South Asia has become a more explosive region than ever before. The Mumbai attacks by terrorists have once again become successful in fueling Indo-Pak conflict, augmenting the level of mutual suspicion and misunderstanding.
The US and India view Pakistan with apprehensions because a certain section of Pakistani political gamblers have been nourishing fundamentalism, a problem not new in India itself. India does have old hostility with Pakistan as it separated from India in 1947, the year of Indian independence from the British colonialists.
More recently Pakistan also remains more watchful of India after Washington and New Delhi struck a nuclear deal in October. Although the US might have had a more commercial goal of selling more nuclear services and accessories to India, Pakistan does not take it that easy. Moreover, India has not been able to specify for what purposes it buys US nuclear technologies.
While India and Pakistan have tensions, the US Administration does either as regards Afghanistan because it has failed to convince the majority of Afghans.
Afghanistan, always unstable since its inception, still remains too vulnerable. Rich in war culture, Afghans have always found their democratic route too obfuscated to sight. Americans and their allies, with the help of pro-US Afghan groups, succeeded in militarily outdoing the blind and narrow-minded Talibans who tortured and enslaved Afghans. But the external aggressors, while they attempted to rapidly Westernize Afghan politics, markets and culture, failed in managing major contradictions and conflicts in the country.
Nobody knows if Americans and Europeans, busy in their Afghanistan mission, really have an intention of managing conflicts in Afghanistan. Rather the evergreen divide-and-rule formula is being apparently maintained there.
As the number of innocent civilians dying of air attacks by allied forces is growing in the country, the Taliban comeback is becoming easier as Afghans are developing hostility towards American and European forces occupying their country.
When Talibans step up their resistance efforts, the allied forces are also likely to intensify their military aggression, further victimizing more civilians.
In reality, wars and civil wars in different parts of the world prove that the most likely victims in blind actions are civilians. Afghanistan has not been and will not be an exception to it.
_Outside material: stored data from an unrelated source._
use std::fmt;
use std::path::PathBuf;

use thiserror::Error;

pub type Result<T, E = HistoryError> = std::result::Result<T, E>;

/// Place in the database an error message refers to: a line number when the
/// database was being walked sequentially, a byte offset when it was being
/// accessed at random, or nothing at all.
#[derive(Debug, Clone, Copy, PartialEq, Eq)]
pub enum Location {
    None,
    Line(u64),
    Offset(u64),
}

impl fmt::Display for Location {
    fn fmt(&self, f: &mut fmt::Formatter) -> fmt::Result {
        match self {
            Location::None => Ok(()),
            Location::Line(line) => write!(f, ":{}", line),
            Location::Offset(offset) => write!(f, "@{}", offset),
        }
    }
}

/// Errors raised by the history database.
///
/// Callers dispatch on the variant; the rendered message carries the file
/// path and, where known, the line or offset the failure refers to.
#[derive(Debug, Error)]
pub enum HistoryError {
    #[error("bad history handle")]
    BadHandle,

    #[error("`{0}' isn't a valid history method")]
    UnknownMethod(String),

    #[error("{context} {}{location}: {source}", .path.display())]
    Io {
        context: &'static str,
        path: PathBuf,
        location: Location,
        #[source]
        source: std::io::Error,
    },

    #[error("{reason} {}{location}", .path.display())]
    Parse {
        reason: &'static str,
        path: PathBuf,
        location: Location,
    },

    #[error("error formatting history line for {}", .path.display())]
    Format { path: PathBuf },

    #[error("new history line too long {}@{offset}", .path.display())]
    ReplaceTooLong { path: PathBuf, offset: u64 },

    #[error("no history entry to replace in {}", .path.display())]
    NotFound { path: PathBuf },

    #[error("dbz not open for this history file {}", .path.display())]
    IndexNotOwned { path: PathBuf },

    #[error("dbz already open in this process")]
    IndexBusy,

    #[error("dbz table full {}", .path.display())]
    IndexFull { path: PathBuf },

    #[error("history not open for writing {}", .path.display())]
    ReadOnly { path: PathBuf },

    #[error("can't expire from read/write history {}", .path.display())]
    ExpireFromWritable { path: PathBuf },

    #[error("path already set in handle")]
    PathAlreadySet,

    #[error("callback failed {}{location}", .path.display())]
    Callback { path: PathBuf, location: Location },

    #[error("can't {action} server for `{reason}': {cause}")]
    Server {
        action: &'static str,
        reason: String,
        cause: anyhow::Error,
    },
}

impl HistoryError {
    pub(crate) fn io(
        context: &'static str,
        path: impl Into<PathBuf>,
        location: Location,
        source: std::io::Error,
    ) -> Self {
        HistoryError::Io { context, path: path.into(), location, source }
    }

    /// The underlying file went stale (rotated away under us on NFS).
    pub(crate) fn is_stale(&self) -> bool {
        match self {
            HistoryError::Io { source, .. } => {
                source.raw_os_error() == Some(libc::ESTALE)
            }
            _ => false,
        }
    }
}

#[cfg(test)]
mod tests {
    use super::*;

    #[test]
    fn location_renders_like_errloc() {
        assert_eq!(Location::Line(42).to_string(), ":42");
        assert_eq!(Location::Offset(1234).to_string(), "@1234");
        assert_eq!(Location::None.to_string(), "");
    }

    #[test]
    fn io_message_carries_path_and_offset() {
        let err = HistoryError::io(
            "can't read history",
            "/var/news/history",
            Location::Offset(99),
            std::io::Error::from_raw_os_error(libc::EIO),
        );
        let msg = err.to_string();
        assert!(msg.starts_with("can't read history /var/news/history@99: "));
    }
}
Naturally, a longer occupation of a country develops strong feelings among the suffering people, who wish to immediately get rid of such foreign occupation by foreign forces. This sense of independence further heightens the level of violence.
Above all, the 21st century cannot always tolerate the military occupation by democracy gurus. Military aggression is not what democracy learners wish to learn from democracy educators in the cyber age.